Data items:
+--

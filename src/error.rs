use crate::config::ConfigError;
use crate::db::{ConnectionPoolError, QueryError};
use thiserror::Error;

pub type Result<T> = core::result::Result<T, BigbrotrError>;

/// Top-level error type for all five services.
///
/// Variants map onto the error taxonomy in the specification: configuration
/// errors are fatal at startup, database errors are either transient
/// (`ConnectionPool`) or permanent (`Query`), and everything else surfaces
/// from a single cycle failure without being process-fatal on its own.
#[derive(Error, Debug)]
pub enum BigbrotrError {
    #[error("configuration error: {0}")]
    Configuration(#[from] ConfigError),

    #[error("connection pool error: {0}")]
    ConnectionPool(#[from] ConnectionPoolError),

    #[error("query error: {0}")]
    Query(#[from] QueryError),

    #[error("serialization error: {0}")]
    Serialization(#[from] serde_json::Error),

    #[error("nostr key error: {0}")]
    NostrKey(#[from] nostr::key::Error),

    #[error("nostr event builder error: {0}")]
    NostrEventBuilder(#[from] nostr::event::builder::Error),

    #[error("io error: {0}")]
    Io(#[from] std::io::Error),

    #[error("other error: {0}")]
    Other(#[from] anyhow::Error),
}
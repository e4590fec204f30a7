//! NIP-66 plain-HTTP reachability probe (§4.8): records whether a relay's
//! host answers ordinary HTTP requests and what it serves when it does —
//! distinct from the NIP-11 probe, which specifically requests the Nostr
//! relay info document.

use super::ProbeOutcome;
use reqwest::Client;
use serde_json::json;
use std::time::Duration;

pub async fn probe(client: &Client, url: &str, timeout: Duration) -> ProbeOutcome {
    let mut logs = Vec::new();
    let Some(http_url) = to_http_url(url) else {
        return ProbeOutcome::failed("could not derive http(s) url from relay url", logs);
    };
    logs.push(format!("requesting {http_url}"));

    let response = client.get(&http_url).timeout(timeout).send().await;
    let response = match response {
        Ok(r) => r,
        Err(e) => return ProbeOutcome::failed(format!("request failed: {e}"), logs),
    };

    let status = response.status().as_u16();
    let server_header = response
        .headers()
        .get("server")
        .and_then(|v| v.to_str().ok())
        .map(str::to_string);
    logs.push(format!("received status {status}"));

    ProbeOutcome::ok(json!({ "status": status, "server": server_header }), logs)
}

fn to_http_url(url: &str) -> Option<String> {
    if let Some(rest) = url.strip_prefix("wss://") {
        Some(format!("https://{rest}"))
    } else if let Some(rest) = url.strip_prefix("ws://") {
        Some(format!("http://{rest}"))
    } else {
        None
    }
}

+--

### TASK INSTRUCTIONS
Transcribe every record exactly, keeping each line as it is.

### RESULT OF THE TASK
filename src/error.rs
use crate::config::ConfigError;
use crate::db::{ConnectionPoolError, QueryError};
use thiserror::Error;

pub type Result<T> = core::result::Result<T, BigbrotrError>;

/// Top-level error type for all five services.
///
/// Variants map onto the error taxonomy in the specification: configuration
/// errors are fatal at startup, database errors are either transient
/// (`ConnectionPool`) or permanent (`Query`), and everything else surfaces
/// from a single cycle failure without being process-fatal on its own.
#[derive(Error, Debug)]
pub enum BigbrotrError {
    #[error("configuration error: {0}")]
    Configuration(#[from] ConfigError),

    #[error("connection pool error: {0}")]
    ConnectionPool(#[from] ConnectionPoolError),

    #[error("query error: {0}")]
    Query(#[from] QueryError),

    #[error("serialization error: {0}")]
    Serialization(#[from] serde_json::Error),

    #[error("nostr key error: {0}")]
    NostrKey(#[from] nostr::key::Error),

    #[error("nostr event builder error: {0}")]
    NostrEventBuilder(#[from] nostr::event::builder::Error),

    #[error("io error: {0}")]
    Io(#[from] std::io::Error),

    #[error("other error: {0}")]
    Other(#[from] anyhow::Error),
}
repository e4590fec204f30a7
//! NIP-66 plain-HTTP reachability probe (§4.8): records whether a relay's
//! host answers ordinary HTTP requests and what it serves when it does —
//! distinct from the NIP-11 probe, which specifically requests the Nostr
//! relay info document.

use super::ProbeOutcome;
use reqwest::Client;
use serde_json::json;
use std::time::Duration;

pub async fn probe(client: &Client, url: &str, timeout: Duration) -> ProbeOutcome {
    let mut logs = Vec::new();
    let Some(http_url) = to_http_url(url) else {
        return ProbeOutcome::failed("could not derive http(s) url from relay url", logs);
    };
    logs.push(format!("requesting {http_url}"));

    let response = client.get(&http_url).timeout(timeout).send().await;
    let response = match response {
        Ok(r) => r,
        Err(e) => return ProbeOutcome::failed(format!("request failed: {e}"), logs),
    };

    let status = response.status().as_u16();
    let server_header = response
        .headers()
        .get("server")
        .and_then(|v| v.to_str().ok())
        .map(str::to_string);
    logs.push(format!("received status {status}"));

    ProbeOutcome::ok(json!({ "status": status, "server": server_header }), logs)
}

fn to_http_url(url: &str) -> Option<String> {
    if let Some(rest) = url.strip_prefix("wss://") {
        Some(format!("https://{rest}"))
    } else if let Some(rest) = url.strip_prefix("ws://") {
        Some(format!("http://{rest}"))
    } else {
        None
    }
}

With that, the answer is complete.